Extracted records:
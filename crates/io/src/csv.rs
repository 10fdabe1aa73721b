// CSV import/export

use std::io::{Read, Write};
use std::path::Path;

use chrono::{DateTime, Local, NaiveDate};

use gridkit_engine::column::{ColumnDef, ColumnSet, ColumnType};
use gridkit_engine::value::{CellValue, Row};

use crate::error::{ExportError, LoadError};

/// Date format used for date columns in exported files
pub const EXPORT_DATE_FORMAT: &str = "%m/%d/%Y";

// =============================================================================
// Export
// =============================================================================

/// `export-<YYYY-MM-DD>.csv`
pub fn export_filename(date: NaiveDate) -> String {
    format!("export-{}.csv", date.format("%Y-%m-%d"))
}

/// Export filename for today's local date
pub fn default_export_filename() -> String {
    export_filename(Local::now().date_naive())
}

/// Text written for one cell.
///
/// Null and absent are empty, lists join with ";", booleans are Yes/No and
/// dates are reformatted when they parse.
pub fn cell_text(column: &ColumnDef, row: &Row) -> String {
    match row.value(&column.key) {
        CellValue::Null => String::new(),
        CellValue::List(items) => items.join(";"),
        CellValue::Bool(true) => "Yes".to_string(),
        CellValue::Bool(false) => "No".to_string(),
        CellValue::Text(s) if column.column_type == ColumnType::Date => locale_date(s),
        other => other.to_string(),
    }
}

/// ISO date or RFC 3339 timestamp as a short date; anything else unchanged.
pub fn locale_date(raw: &str) -> String {
    let trimmed = raw.trim();
    if let Ok(date) = NaiveDate::parse_from_str(trimmed, "%Y-%m-%d") {
        return date.format(EXPORT_DATE_FORMAT).to_string();
    }
    if let Ok(ts) = DateTime::parse_from_rfc3339(trimmed) {
        return ts
            .with_timezone(&Local)
            .date_naive()
            .format(EXPORT_DATE_FORMAT)
            .to_string();
    }
    raw.to_string()
}

/// Write a header row of labels and one record per row. Every field is
/// quoted.
pub fn export_to_writer<W: Write>(
    writer: W,
    columns: &[&ColumnDef],
    rows: &[&Row],
) -> Result<(), ExportError> {
    let mut writer = csv::WriterBuilder::new()
        .quote_style(csv::QuoteStyle::Always)
        .terminator(csv::Terminator::Any(b'\n'))
        .from_writer(writer);

    writer.write_record(columns.iter().map(|c| c.label.as_str()))?;
    for row in rows {
        writer.write_record(columns.iter().map(|c| cell_text(c, row)))?;
    }

    writer.flush()?;
    Ok(())
}

pub fn export_to_string(columns: &[&ColumnDef], rows: &[&Row]) -> Result<String, ExportError> {
    let mut buf = Vec::new();
    export_to_writer(&mut buf, columns, rows)?;
    Ok(String::from_utf8(buf)?)
}

pub fn export_to_path(path: &Path, columns: &[&ColumnDef], rows: &[&Row]) -> Result<(), ExportError> {
    let file = std::fs::File::create(path)?;
    export_to_writer(std::io::BufWriter::new(file), columns, rows)?;
    log::debug!("exported {} rows to {}", rows.len(), path.display());
    Ok(())
}

// =============================================================================
// Import
// =============================================================================

/// Read file and convert to UTF-8 if needed (handles Windows-1252, Latin-1, etc.)
pub fn read_file_as_utf8(path: &Path) -> Result<String, LoadError> {
    let mut file = std::fs::File::open(path).map_err(|e| LoadError::read(path, e))?;
    let mut bytes = Vec::new();
    file.read_to_end(&mut bytes)
        .map_err(|e| LoadError::read(path, e))?;

    // Try UTF-8 first; on failure, recover the buffer from the error
    match String::from_utf8(bytes) {
        Ok(s) => Ok(s),
        Err(e) => {
            let bytes = e.into_bytes();
            // Fall back to Windows-1252 (common for Excel-exported CSVs)
            let (decoded, _, _) = encoding_rs::WINDOWS_1252.decode(&bytes);
            Ok(decoded.into_owned())
        }
    }
}

pub fn import_rows(path: &Path, columns: &ColumnSet) -> Result<Vec<Row>, LoadError> {
    let content = read_file_as_utf8(path)?;
    import_rows_from_str(&content, columns)
}

/// Parse rows from CSV text.
///
/// The header names columns by key or label; an `id` header supplies row ids
/// (otherwise the 1-based record number is used). Unknown headers are kept
/// as text fields and empty cells are left absent.
pub fn import_rows_from_str(content: &str, columns: &ColumnSet) -> Result<Vec<Row>, LoadError> {
    let mut reader = csv::ReaderBuilder::new()
        .flexible(true)
        .from_reader(content.as_bytes());

    let headers: Vec<(String, Option<&ColumnDef>)> = reader
        .headers()?
        .iter()
        .map(|h| {
            let column = columns
                .get(h)
                .or_else(|| columns.iter().find(|c| c.label == h));
            let key = column.map(|c| c.key.clone()).unwrap_or_else(|| h.to_string());
            (key, column)
        })
        .collect();
    let id_index = headers.iter().position(|(key, _)| key == "id");

    let mut rows = Vec::new();
    for (i, record) in reader.records().enumerate() {
        let record = record?;
        let line = i + 2;
        let id = id_index
            .and_then(|idx| record.get(idx))
            .filter(|id| !id.is_empty())
            .map(str::to_string)
            .unwrap_or_else(|| (i + 1).to_string());

        let mut row = Row::new(id);
        for (idx, field) in record.iter().enumerate() {
            let Some((key, column)) = headers.get(idx) else {
                continue;
            };
            if Some(idx) == id_index || field.is_empty() {
                continue;
            }
            let value = match column {
                Some(col) => parse_cell(col, field, line)?,
                None => CellValue::Text(field.to_string()),
            };
            row.set(key.clone(), value);
        }
        rows.push(row);
    }

    columns.validate_rows(&rows)?;
    Ok(rows)
}

fn parse_cell(column: &ColumnDef, field: &str, line: usize) -> Result<CellValue, LoadError> {
    let bad = |expected: &'static str| LoadError::BadCell {
        line,
        field: column.key.clone(),
        expected,
        value: field.to_string(),
    };
    match column.column_type {
        ColumnType::Number => field
            .trim()
            .parse::<f64>()
            .ok()
            .filter(|n| n.is_finite())
            .map(CellValue::number)
            .ok_or_else(|| bad("a finite number")),
        ColumnType::Toggle => match field.trim().to_lowercase().as_str() {
            "true" | "yes" | "1" => Ok(CellValue::Bool(true)),
            "false" | "no" | "0" => Ok(CellValue::Bool(false)),
            _ => Err(bad("yes/no")),
        },
        ColumnType::Tags => Ok(CellValue::List(
            field
                .split(';')
                .map(str::trim)
                .filter(|t| !t.is_empty())
                .map(str::to_string)
                .collect(),
        )),
        _ => Ok(CellValue::Text(field.to_string())),
    }
}
// Configuration loading

pub mod settings;
pub mod view_store;

pub use settings::Settings;
pub use view_store::JsonFileStore;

* PROBLEM TO WORK ON *
Go through the records and show every line with the string "DateTime" in it.

* RESPONSE AREA *
use chrono::{DateTime, Local, NaiveDate};
    if let Ok(ts) = DateTime::parse_from_rfc3339(trimmed) {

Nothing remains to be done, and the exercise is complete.